Another measure is at least 4-5 shirts per suit.

Because cotton must be laundered after each use and because most of us send our shirts out to be done, you need to have enough to tide you over when the others are at the launderers.

My basic rule is that every man who regularly wears suits needs at least two dozen shirts in his closet. Of these, the first 12 should come from what I describe as the Basic Dozen.

These 12 (actually 13, because Shirt Store customers get the 13th shirt free with each dozen they buy) basic shirts can, of course, vary from person to person. But, if you compare the wardrobes of well-dressed men, the basic shirts in those wardrobes are remarkably similar. Here’s my Basic Dozen:

THE BASIC DOZEN

  • Six white shirts, six blue shirts and one burgundy.
  • Nine with regular cuffs and four with French cuffs.
  • One shirt with white collar and white French cuffs.
  • Three collar styles: two button-downs, six classic collars, and five modified-spreads.
  • Nine solid shirts and four with patterns.
  • Three striped shirts and one with checks.

THE WHITES

Fabric selection is up to you because comfort is such a personal decision. You may even choose to mix the fabrics, to give your collection more variety.

First we should include one button-down. We recommend a pinpoint oxford, because it can be dressed up or down more easily than any other fabric.

Second, we have three classic straight collars, one with French cuffs and two with button cuffs. We have chosen our button-cuffs in single-ply broadcloth and the French cuff in the more lustrous and dressy Egyptian 100’s two-ply broadcloth.

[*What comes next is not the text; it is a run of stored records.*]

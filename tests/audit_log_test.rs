use policy_notifier::notification::{AuditFilter, AuditLog, AuditSummary, DispatchContext};
use policy_notifier::{Channel, DeliveryStatus, DispatcherBuilder, NotificationKind, Outcome};
use std::time::Duration;
use tempfile::tempdir;

#[test]
fn test_read_returns_most_recent_first() {
    let temp = tempdir().unwrap();
    let dispatcher = DispatcherBuilder::new()
        .simulated_delay(Duration::ZERO)
        .audit_log(AuditLog::new(temp.path().join("audit.jsonl")))
        .build();

    for i in 0..10 {
        let context = DispatchContext::new(NotificationKind::General).with_policy_id(format!("POL-{}", i));
        let outcome = dispatcher
            .send(Channel::Email, &format!("c{}@example.com", i), Some("Aviso"), "Hola", &context)
            .unwrap();
        assert_eq!(outcome, Outcome::Sent);
    }

    let entries = dispatcher.audit_log().read(5).unwrap();
    let policies: Vec<_> = entries.iter().filter_map(|e| e.policy_id.as_deref()).collect();
    assert_eq!(policies, vec!["POL-9", "POL-8", "POL-7", "POL-6", "POL-5"]);
    assert_eq!(dispatcher.audit_log().read(0).unwrap().len(), 0);
}

#[test]
fn test_reads_lines_written_by_other_tools() {
    let temp = tempdir().unwrap();
    let path = temp.path().join("notificaciones.jsonl");
    std::fs::write(
        &path,
        concat!(
            r#"{"timestamp":"2024-05-02T10:15:00","tipo":"cartera","canal":"email","destinatario":"a@b.co","mensaje":"m","estado":"enviado","id_cliente":"C1","id_poliza":"P1","error":null,"usuario":null}"#,
            "\n",
            "garbage line\n",
            r#"{"timestamp":"2024-05-02T10:16:00+00:00","tipo":"renovacion","canal":"whatsapp","destinatario":"+573001234567","mensaje":"","estado":"bloqueado","id_cliente":"C2","id_poliza":"P2","error":"Sin consentimiento de WhatsApp","usuario":"ops"}"#,
            "\n",
        ),
    )
    .unwrap();

    let entries = AuditLog::new(&path).read(10).unwrap();
    assert_eq!(entries.len(), 2);
    assert_eq!(entries[0].status, DeliveryStatus::Blocked);
    assert_eq!(entries[1].operator, "unknown");

    let filter = AuditFilter {
        channel: Some(" WhatsApp ".to_string()),
        ..Default::default()
    };
    let view = filter.apply(&entries);
    assert_eq!(view.len(), 1);

    let summary = AuditSummary::from_entries(entries.iter());
    assert_eq!(summary.total, 2);
    assert_eq!(summary.percent(summary.sent), 50.0);
}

Last, we have two modified spreads, one with French cuffs in Egyptian again, and a pinpoint oxford in a button cuff.

THE BLUES

We suggest the following fabrics and styles for these six. First we have one button-down. We have chosen a solid pinpoint oxford again, because it can be dressed up or down as the occasion demands.

Second, we have chosen one classic collared “end-on-end” with button cuffs because it too can be worn with the business suit and tie, or dressed-down with a sport coat and tie, or even worn open with jeans.

Next, we have selected two broadcloth stripes. One hairline stripe on white with classic collar and French cuffs, and one narrow stripe on white with a modified spread collar and button cuffs. These two, although the same color, are so different in appearance that the suit will change with each use.

Our other pattern is a mini-check in Egyptian broad-cloth. If you prefer a single-ply or glen plaid instead, that is fine. This shirt should be a modified spread collar with French cuff to add a distinctive touch to the wardrobe. Using the more casual pattern in a more dressy style says that you know what you’re doing and are not afraid of change.

Our last selection to complete the blue assortment is the classic white collar and cuff. We have chosen a Pinpoint oxford with a classic collar and French cuffs.

THE BURGUNDY

For our last shirt, we have chosen a burgundy pinstripe with a modified-spread collar and button cuff. This selection will complement any suit in your wardrobe and will round out your “Bakers’ Dozen”.